The heart of Federico Infascelli’s questionable claims.

Retraction Watch is a great website. As the name implies, it focuses on a key aspect of quality control in science, the retraction of scientific papers that have already passed peer-review and were published when serious concerns about those papers come to light.

Retracting published papers is similar to phase IV clinical trials – tracking side effects of drugs that have already been approved and are on the market so regulatory agencies can monitor for post-marketing concerns and recall the drug if necessary.

Infascelli’s woes

Recently the journal animal retracted a paper by Italian researcher, Federico Infascelli. Here is there announcement:

From late September 2015, we received several expressions of concern from third parties that the electrophoresis gels presented might have been subject to unwarranted digital manipulations (added and hidden bands or zones, including in the control samples and the DNA ladder).

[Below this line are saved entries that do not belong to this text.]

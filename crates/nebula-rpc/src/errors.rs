//! Router error type and startup validation errors.

use nebula_core::CapabilityError;

use crate::types::ErrorKind;

/// A command failure, converted to an error envelope at the router boundary.
#[derive(Clone, Debug, PartialEq, Eq, thiserror::Error)]
pub enum RpcError {
    /// The inbound message is not a command.
    #[error("{message}")]
    InvalidMessage {
        /// What was wrong with the frame.
        message: String,
    },

    /// The action is not in the supported table.
    #[error("Unknown action: {action}")]
    UnknownAction {
        /// The action as received.
        action: String,
    },

    /// A payload field is missing, mistyped or out of range.
    #[error("{message}")]
    InvalidArgument {
        /// Offending field.
        field: String,
        /// Description naming the field.
        message: String,
    },

    /// The referenced entity does not exist.
    #[error("{message}")]
    NotFound {
        /// Description.
        message: String,
    },

    /// The provider could not carry out a valid request.
    #[error("{message}")]
    OperationFailed {
        /// Description.
        message: String,
    },

    /// Unclassified failure, original message preserved.
    #[error("{message}")]
    Internal {
        /// Diagnostic message.
        message: String,
    },
}

impl RpcError {
    /// Envelope kind for this error.
    pub fn kind(&self) -> ErrorKind {
        match self {
            Self::InvalidMessage { .. } => ErrorKind::InvalidMessage,
            Self::UnknownAction { .. } => ErrorKind::UnknownAction,
            Self::InvalidArgument { .. } => ErrorKind::InvalidArgument,
            Self::NotFound { .. } => ErrorKind::NotFound,
            Self::OperationFailed { .. } => ErrorKind::OperationFailed,
            Self::Internal { .. } => ErrorKind::InternalError,
        }
    }

    /// Build an `InvalidArgument` error for `field`.
    pub fn invalid_argument(field: &str, message: impl Into<String>) -> Self {
        Self::InvalidArgument {
            field: field.to_owned(),
            message: message.into(),
        }
    }
}

impl From<CapabilityError> for RpcError {
    fn from(err: CapabilityError) -> Self {
        match err {
            CapabilityError::NotFound { message } => Self::NotFound { message },
            CapabilityError::InvalidArgument { field, message } => {
                Self::InvalidArgument { field, message }
            }
            CapabilityError::OperationFailed { message }
            | CapabilityError::Unsupported { message } => Self::OperationFailed { message },
            CapabilityError::Internal { message } => Self::Internal { message },
        }
    }
}

/// The action table is incomplete.
#[derive(Debug, thiserror::Error)]
pub enum RegistryError {
    /// Some actions have no handler.
    #[error("no handler registered for actions: {}", .missing.join(", "))]
    MissingHandlers {
        /// Wire names of the unhandled actions.
        missing: Vec<&'static str>,
    },
}
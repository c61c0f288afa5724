//! Capability provider selection.

use serde::{Deserialize, Serialize};

/// Which family of capability providers the daemon wires up.
#[derive(Clone, Copy, Debug, Default, PartialEq, Eq, Serialize, Deserialize)]
#[serde(rename_all = "lowercase")]
pub enum ProviderBackend {
    /// Operating-system backed providers.
    #[default]
    System,
    /// In-memory providers that never touch the machine.
    Simulated,
}

impl ProviderBackend {
    /// Parse a backend name, case-insensitively.
    pub fn parse(value: &str) -> Option<Self> {
        match value.to_ascii_lowercase().as_str() {
            "system" => Some(Self::System),
            "simulated" | "sim" => Some(Self::Simulated),
            _ => None,
        }
    }
}

/// Provider settings.
#[derive(Clone, Debug, Serialize, Deserialize)]
#[serde(rename_all = "camelCase", default)]
pub struct ProviderSettings {
    /// Provider family.
    pub backend: ProviderBackend,
    /// Upper bound on any single OS command invocation, in seconds.
    pub command_timeout_secs: u64,
}

impl Default for ProviderSettings {
    fn default() -> Self {
        Self {
            backend: ProviderBackend::System,
            command_timeout_secs: 15,
        }
    }
}
//! # nebula-settings
//!
//! Configuration management with layered sources for the NebulaLink daemon.
//!
//! Settings are loaded from three layers (in priority order):
//! 1. **Compiled defaults**: [`NebulaSettings::default()`]
//! 2. **User file**: `~/.nebulalink/settings.json` (deep-merged over defaults)
//! 3. **Environment variables**: `NEBULA_*` overrides (highest priority)
//!
//! Command-line flags are applied on top by the binary.

#![deny(unsafe_code)]

pub mod errors;
pub mod loader;
pub mod types;

pub use errors::{Result, SettingsError};
pub use loader::{
    apply_env_overrides, deep_merge, load_settings, load_settings_from_path, read_settings_file,
    settings_path, validate,
};
pub use types::*;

A detailed independent investigation was carried out by animal in accordance with the Committee on Publication Ethics (COPE) guidelines. This investigation included an analysis of the claims using the figures as submitted, and reassessment of the article by one of the original peer-reviewers in light of the results of the analysis. The authors were notified of our concerns and asked to account for the observed irregularities. In the absence of a satisfactory explanation, the institution was asked to investigate further. The University of Naples concluded that multiple heterogeneities were likely attributable to digital manipulation, raising serious doubts on the reliability of the findings.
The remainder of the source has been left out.